Steep crushed, fresh Violet leaves and flowers or Calendula flowers in boiling water. Apply compresses of the liquid. Eat a few fresh Calendula petals every day.

Apply Calendula ointment or use Calendula compresses for inflamed areas. If desired, combine with Witch Hazel leaves or bark.

Apply essential oil of Horse Chestnut.


----------



## marinemomtatt (Oct 8, 2006)

Anything you apply to your legs should be done from the bottom of your leg towards the heart.

If using Essential Oils PLEASE cut the EO with a carrier oil such as Olive oil. EO's can be QUITE damaging to the skin.

Personally I use circulation enhancing herbs internally, Rosemary as Culpepper mentioned, but go easy on it as it 'can' excite the heart because it's also a stimulant, Ginger, Hawthorne, and Cayenne..and when my legs are paining me I rub St. John's Wort infused oil on them....and Don't sit with crossed legs since that causes issues with circulation.


----------



## Dwayne Barry (Jan 9, 2009)

marinemomtatt said:


> Anything you apply to your legs should be done from the bottom of your leg towards the heart.
> 
> If using Essential Oils PLEASE cut the EO with a carrier oil such as Olive oil. EO's can be QUITE damaging to the skin.
> 
> Personally I use circulation enhancing herbs internally, Rosemary as Culpepper mentioned, but go easy on it as it 'can' excite the heart because it's also a stimulant, Ginger, Hawthorne, and Cayenne..and when my legs are paining me I rub St. John's Wort infused oil on them....and Don't sit with crossed legs since that causes issues with circulation.


The problem with varicose veins isn't a circulation problem per se, it's basically a mechanical problem of the valves in the veins losing their competency and no longer preventing back flow of blood. What most people mean by "circulation" problems are on the arterial side where not enough blood is getting to the tissue, and I would guess that is what those herbs are suppose to improve?


----------



## Dwayne Barry (Jan 9, 2009)

kyweaver said:


> I'm starting to get spider veins and varicose veins on my legs. I'm in my 20's. Are they just a cosmetic problem or a warning sign of something else?
> Otherwise, I am in good health. Low BP, good Cholesterol. I exercise and eat well.
> 
> If it is just cosmetic, any tips for getting rid of them?

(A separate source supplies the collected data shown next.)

//! Client-side application logic for the NewsFeed client: the auth session,
//! the feed pager, route guarding and the controllers behind each screen.

pub mod compose;
pub mod config;
pub mod error;
pub mod follow;
pub mod forms;
pub mod guard;
pub mod pager;
pub mod session;
pub mod views;

pub use config::Config;
pub use error::{ComposeError, FollowError, ValidationError};
pub use guard::{History, Navigation, Route, guard};
pub use pager::{
    FeedPager, FeedSnapshot, PagerCommand, PagerConfig, PagerHandle, ViewportEvent, spawn_pager,
};
pub use session::{AuthSession, SessionState};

Your veins have valves in them to help prevent back flow of blood, varicose veins are when those valves fail which leads to pooling of blood. I don't think you've got much of a shot of getting rid of them. About all you can do is wear compression garments to help "squeeze" the blood toward the heart. Unfortunately, one of the relatively few problems that exercise is unlikely to help. Fortunately, not really indicative of much beyond having "weak" valves in your veins and really not too much too worry about in the grand scheme of things. Could potentially become problematic if yours are really bad, otherwise tends to cause skin breakdown in old, deconditioned folks.


----------



## marinemomtatt (Oct 8, 2006)

I would still suggest Cayenne since it feeds the cell structures of arteries, and veins and helps them regain elasticity.


----------



## kyweaver (Nov 30, 2009)

Both my parents have them, so I knew I most likely would too. Oh well, I don't wear short skirts anyway. I just don't like seeing my mom's legs every time I look down!


----------



## bluhollow-lady (Oct 26, 2008)

Yes, it seems a person can't get rid of these VV's permanently. I began getting them at a young age just after my second child was born. Such a bummer! 
I have noticed mine show less after I have done some swimming. They seem to fade. But it always comes back. 
I have heard about leg spider vein surgery.It is a alternative to think about. I personally wouldn't go through all that.
Have a great day. Patsy


----------



## Homely (Aug 22, 2007)

Try a google for diosmin. It is a supplement made from orange peel and has been clinically shown to help with V. Veins. Also look into quercetin.


----------



## Pink_Carnation (Apr 21, 2006)

Over time varicose veins can get uncomfortable or painful. The best prevention is maintaining a healthy weight and compression socks. For some of them good muscle tone will help prevent as well. The other problem is if you are prone to them you will want to watch out for hemroids as well.


----------



## gone-a-milkin (Mar 4, 2007)

I have them too, My Mom's Legs. Actually my grandma too. 
None of us have ever been bothered by them, they are just not really pretty.
The wonders of genetics, yay.


----------



## Jim-mi (May 15, 2002)

Yes to that google - 'Diosmin'

I have paid too much to have the audio scan of the leg veins........
The Dr's want BIG $$$$$ to use a knife to >"fix"< the problem.
They will not tell you about homeopathic remedy's.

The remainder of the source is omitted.